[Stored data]

= Beginning of Section =

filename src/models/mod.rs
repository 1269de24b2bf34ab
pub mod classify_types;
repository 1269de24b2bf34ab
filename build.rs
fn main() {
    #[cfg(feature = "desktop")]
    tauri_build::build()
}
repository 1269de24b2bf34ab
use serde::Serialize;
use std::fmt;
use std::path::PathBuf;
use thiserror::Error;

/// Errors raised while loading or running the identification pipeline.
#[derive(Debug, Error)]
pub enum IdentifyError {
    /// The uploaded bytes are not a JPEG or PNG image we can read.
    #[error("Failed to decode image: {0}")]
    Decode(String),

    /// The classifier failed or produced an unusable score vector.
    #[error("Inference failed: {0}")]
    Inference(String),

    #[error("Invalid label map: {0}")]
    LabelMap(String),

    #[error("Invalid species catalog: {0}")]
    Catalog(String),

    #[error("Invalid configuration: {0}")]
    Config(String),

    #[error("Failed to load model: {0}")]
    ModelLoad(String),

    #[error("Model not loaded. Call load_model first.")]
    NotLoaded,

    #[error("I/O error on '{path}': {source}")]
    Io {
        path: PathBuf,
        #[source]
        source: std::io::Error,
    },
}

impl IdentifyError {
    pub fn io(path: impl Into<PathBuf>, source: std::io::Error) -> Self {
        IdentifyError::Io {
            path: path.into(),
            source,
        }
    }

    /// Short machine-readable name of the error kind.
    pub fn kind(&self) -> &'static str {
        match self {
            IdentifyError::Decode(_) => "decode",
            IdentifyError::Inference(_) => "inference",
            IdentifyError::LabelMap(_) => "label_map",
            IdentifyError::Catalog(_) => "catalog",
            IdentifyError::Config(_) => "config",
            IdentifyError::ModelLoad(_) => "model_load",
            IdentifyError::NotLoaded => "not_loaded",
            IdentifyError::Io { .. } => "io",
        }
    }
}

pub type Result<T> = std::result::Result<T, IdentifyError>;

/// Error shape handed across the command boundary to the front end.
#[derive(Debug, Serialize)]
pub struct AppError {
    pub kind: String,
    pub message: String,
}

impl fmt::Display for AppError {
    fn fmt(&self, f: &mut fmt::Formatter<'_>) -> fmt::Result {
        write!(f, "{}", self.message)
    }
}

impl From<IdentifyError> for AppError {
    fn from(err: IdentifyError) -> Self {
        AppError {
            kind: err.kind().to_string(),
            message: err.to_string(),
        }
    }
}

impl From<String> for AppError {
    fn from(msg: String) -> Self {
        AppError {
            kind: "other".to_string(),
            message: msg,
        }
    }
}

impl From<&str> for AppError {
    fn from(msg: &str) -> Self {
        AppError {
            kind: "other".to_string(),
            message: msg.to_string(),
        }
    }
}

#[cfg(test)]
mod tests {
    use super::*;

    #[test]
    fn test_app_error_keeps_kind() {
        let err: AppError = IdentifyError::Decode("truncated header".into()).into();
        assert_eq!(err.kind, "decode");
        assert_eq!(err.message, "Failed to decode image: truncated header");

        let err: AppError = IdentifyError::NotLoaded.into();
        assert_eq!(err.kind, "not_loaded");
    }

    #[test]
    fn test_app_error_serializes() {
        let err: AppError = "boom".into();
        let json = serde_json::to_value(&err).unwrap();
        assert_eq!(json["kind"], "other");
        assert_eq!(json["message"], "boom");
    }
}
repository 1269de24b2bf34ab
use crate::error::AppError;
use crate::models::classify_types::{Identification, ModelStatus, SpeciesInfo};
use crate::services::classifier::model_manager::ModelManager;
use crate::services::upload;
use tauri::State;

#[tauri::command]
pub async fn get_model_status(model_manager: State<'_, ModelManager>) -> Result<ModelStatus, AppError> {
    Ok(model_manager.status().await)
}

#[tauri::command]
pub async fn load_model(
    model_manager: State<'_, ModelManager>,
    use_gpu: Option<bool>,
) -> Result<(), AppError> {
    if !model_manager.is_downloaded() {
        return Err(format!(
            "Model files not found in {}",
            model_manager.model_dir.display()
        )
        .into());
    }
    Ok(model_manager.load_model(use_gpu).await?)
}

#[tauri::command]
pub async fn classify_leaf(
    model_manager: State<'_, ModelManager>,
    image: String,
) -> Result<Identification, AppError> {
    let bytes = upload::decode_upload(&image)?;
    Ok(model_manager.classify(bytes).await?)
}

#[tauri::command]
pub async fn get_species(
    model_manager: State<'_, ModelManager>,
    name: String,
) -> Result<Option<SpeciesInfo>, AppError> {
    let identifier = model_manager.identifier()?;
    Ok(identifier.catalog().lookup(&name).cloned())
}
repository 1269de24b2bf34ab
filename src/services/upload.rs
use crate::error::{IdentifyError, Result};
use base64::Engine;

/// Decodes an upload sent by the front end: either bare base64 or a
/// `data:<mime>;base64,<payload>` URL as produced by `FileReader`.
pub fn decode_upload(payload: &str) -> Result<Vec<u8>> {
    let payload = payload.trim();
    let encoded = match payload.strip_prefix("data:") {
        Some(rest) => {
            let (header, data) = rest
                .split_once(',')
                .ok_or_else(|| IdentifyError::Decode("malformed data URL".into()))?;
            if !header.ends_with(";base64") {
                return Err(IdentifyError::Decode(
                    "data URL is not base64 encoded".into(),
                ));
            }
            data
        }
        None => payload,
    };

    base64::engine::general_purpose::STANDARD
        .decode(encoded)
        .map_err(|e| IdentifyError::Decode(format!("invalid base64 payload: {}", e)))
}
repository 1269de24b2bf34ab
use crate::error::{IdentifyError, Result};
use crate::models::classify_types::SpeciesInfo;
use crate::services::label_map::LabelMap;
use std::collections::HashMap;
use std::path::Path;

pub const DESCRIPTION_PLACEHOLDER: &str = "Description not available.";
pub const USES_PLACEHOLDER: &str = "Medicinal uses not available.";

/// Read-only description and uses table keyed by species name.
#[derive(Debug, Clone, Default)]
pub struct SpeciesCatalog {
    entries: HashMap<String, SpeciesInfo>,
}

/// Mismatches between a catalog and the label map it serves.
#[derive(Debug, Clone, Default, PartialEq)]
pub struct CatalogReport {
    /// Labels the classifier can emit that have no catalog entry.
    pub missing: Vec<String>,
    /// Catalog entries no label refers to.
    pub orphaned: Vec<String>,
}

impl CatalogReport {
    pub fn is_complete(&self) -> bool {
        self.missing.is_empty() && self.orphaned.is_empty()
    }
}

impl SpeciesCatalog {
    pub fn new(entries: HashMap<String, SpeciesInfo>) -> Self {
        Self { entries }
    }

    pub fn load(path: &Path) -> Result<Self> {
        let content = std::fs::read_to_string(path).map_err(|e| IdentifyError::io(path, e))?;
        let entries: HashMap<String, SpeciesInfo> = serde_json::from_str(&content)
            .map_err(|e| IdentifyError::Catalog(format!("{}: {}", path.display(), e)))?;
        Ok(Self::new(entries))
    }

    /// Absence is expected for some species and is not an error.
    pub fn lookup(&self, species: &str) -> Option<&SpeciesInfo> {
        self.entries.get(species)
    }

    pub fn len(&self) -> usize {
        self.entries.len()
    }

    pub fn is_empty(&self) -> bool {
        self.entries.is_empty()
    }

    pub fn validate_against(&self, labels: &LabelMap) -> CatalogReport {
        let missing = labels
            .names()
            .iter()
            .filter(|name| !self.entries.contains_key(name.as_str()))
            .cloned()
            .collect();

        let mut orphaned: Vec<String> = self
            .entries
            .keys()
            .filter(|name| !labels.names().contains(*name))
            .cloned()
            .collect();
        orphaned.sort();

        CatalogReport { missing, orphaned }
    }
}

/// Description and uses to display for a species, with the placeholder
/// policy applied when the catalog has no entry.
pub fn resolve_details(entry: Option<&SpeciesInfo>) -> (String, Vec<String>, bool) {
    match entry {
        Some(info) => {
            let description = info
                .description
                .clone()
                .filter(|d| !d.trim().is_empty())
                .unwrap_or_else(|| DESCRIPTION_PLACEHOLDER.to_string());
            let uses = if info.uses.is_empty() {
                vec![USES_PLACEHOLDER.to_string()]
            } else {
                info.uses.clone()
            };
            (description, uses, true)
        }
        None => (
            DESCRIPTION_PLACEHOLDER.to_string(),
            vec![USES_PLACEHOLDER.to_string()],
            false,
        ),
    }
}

= End of Section =

**INSTRUCTIONS TO FOLLOW:** What number of lines in the records hold "PathBuf"? Reply with that number alone.

**RESULT OF THE EXERCISE:** 3